5.A polit study of using CT-radiomics based machine learning model in predicting immune cells infiltrating and prognosis of pancreatic cancer
Tiansong XIE ; Weiwei WENG ; Wei LIU ; Kefu LIU ; Weiqi SHENG ; Zhengrong ZHOU
Chinese Journal of Radiology 2022;56(4):425-430
Objective:To investigate the value of CT-radiomics based machine learning model in predicting the abundance of tumor infiltrating CD8 +T cells and the prognosis of pancreatic cancer patients. Methods:A total of 150 pancreatic cancer patients who underwent surgical excision and confirmed by pathology from Fudan University Shanghai Cancer Center between December 2011 and January 2017 were retrospectively enrolled. The patients were randomly divided into the training set ( n=105) and the validation set ( n=45) in a 7∶3 ratio with simple random sampling. The immunohistochemical method was used to assess the abundance of tumor infiltrating CD8 +T cells, and the patients were then divided into high infiltrating group ( n=75) and low infiltrating group ( n=75) according to the median. The prognosis between the 2 groups was evaluated using Kaplan-Meier method and log-rank test. Radiomic features were extracted from preoperative venous-phase enhanced CT images in the training set. The Wilcoxon test, the max-relevance and min-redundancy algorithm were used to select the optimal feature set. Three supervised machine learning models (decision tree, random forest and extra tree) were established based on the optimal feature set to predict the abundance of tumor infiltrating CD8 +T cells.
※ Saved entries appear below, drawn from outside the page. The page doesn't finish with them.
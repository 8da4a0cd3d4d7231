use serde_json::json;
use tracing::info;
use ulid::Ulid;

use crate::auth::{Action, Identity};
use crate::limits::{MAX_REASON_LEN, MAX_SLIP_REF_LEN};
use crate::model::*;
use crate::notify::NotificationKind;

use super::{BookingError, Engine};

/// Slip upload for a reservation awaiting payment.
#[derive(Debug, Clone, PartialEq, serde::Serialize, serde::Deserialize)]
pub struct PaymentSubmission {
    pub reservation_id: Ulid,
    pub amount: Amount,
    pub slip_ref: String,
    #[serde(default)]
    pub ocr: Option<OcrHint>,
}

impl Engine {
    /// Attach a payment slip and move the reservation to verification.
    /// A previously rejected payment is resubmitted in place.
    pub async fn submit_payment(
        &self,
        identity: &Identity,
        submission: PaymentSubmission,
    ) -> Result<Payment, BookingError> {
        if submission.slip_ref.trim().is_empty() {
            return Err(BookingError::MissingField("slip_ref"));
        }
        if submission.slip_ref.len() > MAX_SLIP_REF_LEN {
            return Err(BookingError::LimitExceeded("slip reference too long"));
        }
        let reservation_id = submission.reservation_id;
        let not_found = || BookingError::ReservationNotFound(reservation_id);
        let mut us = self.resolve_entity_write(&reservation_id, not_found).await?;

        let reservation = us
            .reservation(&reservation_id)
            .filter(|r| r.user_id == identity.user_id)
            .cloned()
            .ok_or_else(not_found)?;
        if reservation.status != ReservationStatus::PendingPayment {
            return Err(BookingError::NotAwaitingPayment(reservation.status));
        }
        let now = self.clock.now();
        if now > reservation.payment_deadline {
            return Err(BookingError::PaymentDeadlinePassed);
        }

        let payment_id = us
            .payment_for_reservation(&reservation_id)
            .map(|p| p.id)
            .unwrap_or_else(Ulid::new);
        let ocr_matches = submission
            .ocr
            .as_ref()
            .and_then(|hint| hint.amount_matches(reservation.total_amount));
        let payment = Payment {
            id: payment_id,
            reservation_id,
            user_id: identity.user_id,
            amount: submission.amount,
            slip_ref: submission.slip_ref,
            ocr: submission.ocr,
            status: PaymentStatus::Pending,
            verified_by: None,
            verified_at: None,
            rejection_reason: None,
            submitted_at: now,
        };

        let unit_id = us.unit.id;
        let events = vec![
            Event::PaymentSubmitted {
                unit_id,
                payment: payment.clone(),
            },
            Event::ReservationStatusChanged {
                id: reservation_id,
                unit_id,
                status: ReservationStatus::PendingVerification,
            },
            Event::AuditRecorded {
                unit_id,
                entry: AuditEntry::new(
                    AuditAction::PaymentSubmitted,
                    identity.user_id,
                    payment_id,
                    json!({
                        "reservation_id": reservation_id,
                        "amount": payment.amount,
                        "expected_amount": reservation.total_amount,
                        "ocr_amount_matches": ocr_matches,
                    }),
                    now,
                ),
            },
        ];
        self.commit(&mut us, events).await?;
        drop(us);

        info!("payment {payment_id} submitted for reservation {reservation_id}");
        self.notifier.send(
            identity.user_id,
            NotificationKind::PaymentUploaded,
            json!({ "reservation_id": reservation_id }),
        );
        Ok(payment)
    }

    /// Admin decision on a pending payment. Approval activates the
    /// reservation and marks the unit rented; rejection sends the
    /// reservation back to awaiting payment and leaves the unit alone.
    pub async fn verify_payment(
        &self,
        verifier: &Identity,
        payment_id: Ulid,
        decision: Decision,
        reason: Option<String>,
    ) -> Result<(), BookingError> {
        if !verifier.can(Action::ManagePayments) {
            return Err(BookingError::Forbidden);
        }
        if reason.as_ref().is_some_and(|r| r.len() > MAX_REASON_LEN) {
            return Err(BookingError::LimitExceeded("rejection reason too long"));
        }
        let not_found = || BookingError::PaymentNotFound(payment_id);
        let mut us = self.resolve_entity_write(&payment_id, not_found).await?;
        let started = std::time::Instant::now();

        let payment = us.payment(&payment_id).cloned().ok_or_else(not_found)?;
        if payment.status != PaymentStatus::Pending {
            return Err(BookingError::PaymentAlreadyVerified(payment.status));
        }
        let reservation = us
            .reservation(&payment.reservation_id)
            .cloned()
            .ok_or(BookingError::ReservationNotFound(payment.reservation_id))?;

        let now = self.clock.now();
        let unit_id = us.unit.id;
        let (payment_status, reservation_status, action) = match decision {
            Decision::Approved => (PaymentStatus::Approved, ReservationStatus::Active, AuditAction::PaymentApproved),
            Decision::Rejected => (
                PaymentStatus::Rejected,
                ReservationStatus::PendingPayment,
                AuditAction::PaymentRejected,
            ),
        };
        let rejection_reason = match decision {
            Decision::Rejected => reason,
            Decision::Approved => None,
        };

        let mut events = vec![
            Event::PaymentVerified {
                id: payment_id,
                unit_id,
                status: payment_status,
                verified_by: verifier.user_id,
                verified_at: now,
                rejection_reason: rejection_reason.clone(),
            },
            Event::ReservationStatusChanged {
                id: reservation.id,
                unit_id,
                status: reservation_status,
            },
        ];
        // Someone paid: the unit is taken, so waiting users are released.
        let mut released = Vec::new();
        if decision == Decision::Approved {
            events.push(Event::UnitStatusChanged {
                unit_id,
                status: UnitStatus::Rented,
                reserved_to: None,
                reservation_expires_at: None,
            });
            for entry in us.queue.iter().filter(|q| q.user_id != reservation.user_id) {
                released.push(entry.user_id);
            }
            events.extend(us.queue.iter().map(|q| Event::QueueLeft {
                unit_id,
                user_id: q.user_id,
            }));
        }
        events.push(Event::AuditRecorded {
            unit_id,
            entry: AuditEntry::new(
                action,
                verifier.user_id,
                payment_id,
                json!({
                    "reservation_id": reservation.id,
                    "prev_unit_status": us.unit.status.as_str(),
                    "rejection_reason": rejection_reason,
                }),
                now,
            ),
        });

        self.commit(&mut us, events).await?;
        metrics::histogram!(crate::observability::COMMIT_DURATION_SECONDS, "op" => "verify_payment")
            .record(started.elapsed().as_secs_f64());
        let lock_number = us.unit.lock_number.clone();
        drop(us);

        info!("payment {payment_id} {:?} by {}", decision, verifier.user_id);
        let kind = match decision {
            Decision::Approved => NotificationKind::BookingApproved,
            Decision::Rejected => NotificationKind::BookingRejected,
        };
        self.notifier.send(
            reservation.user_id,
            kind,
            json!({
                "reservation_id": reservation.id,
                "lock_number": lock_number,
                "rejection_reason": rejection_reason,
            }),
        );
        for user_id in released {
            self.notifier.send(
                user_id,
                NotificationKind::QueueCancelled,
                json!({ "lock_number": lock_number }),
            );
        }
        Ok(())
    }
}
Performance of above-mentioned models to predict the abundance of tumor infiltrating CD8 +T cells in pancreatic cancer was tested in the validation set. The evaluation parameters included area under the receiver operating characteristic curve (AUC), F1-score, accuracy, precision and recall. Results:The median overall survival time of patients in high infiltrating group and low infiltrating group were 875 days and 529 days, respectively (χ2=11.53, P<0.001). The optimal feature set consisted of 10 radiomic features in training set. In the validation set, the decision tree, random forest and extra tree model showed the AUC of 0.620, 0.704 and 0.745, respectively; corresponding to a F1-score of 0.457, 0.667 and 0.744, the accuracy of 57.8%, 68.9% and 75.6%, the precision of 66.7%, 73.7% and 80.0%, the recall of 34.8%, 60.9% and 69.6%. Conclusions:Pancreatic cancer patients with high tumor infiltrating CD8 +T cells have better prognosis than those with low tumor infiltrating CD8 +T cells. The radiomics-based extra tree model is valuable in predicting the CD8 +T cells infiltrating level in pancreatic cancer.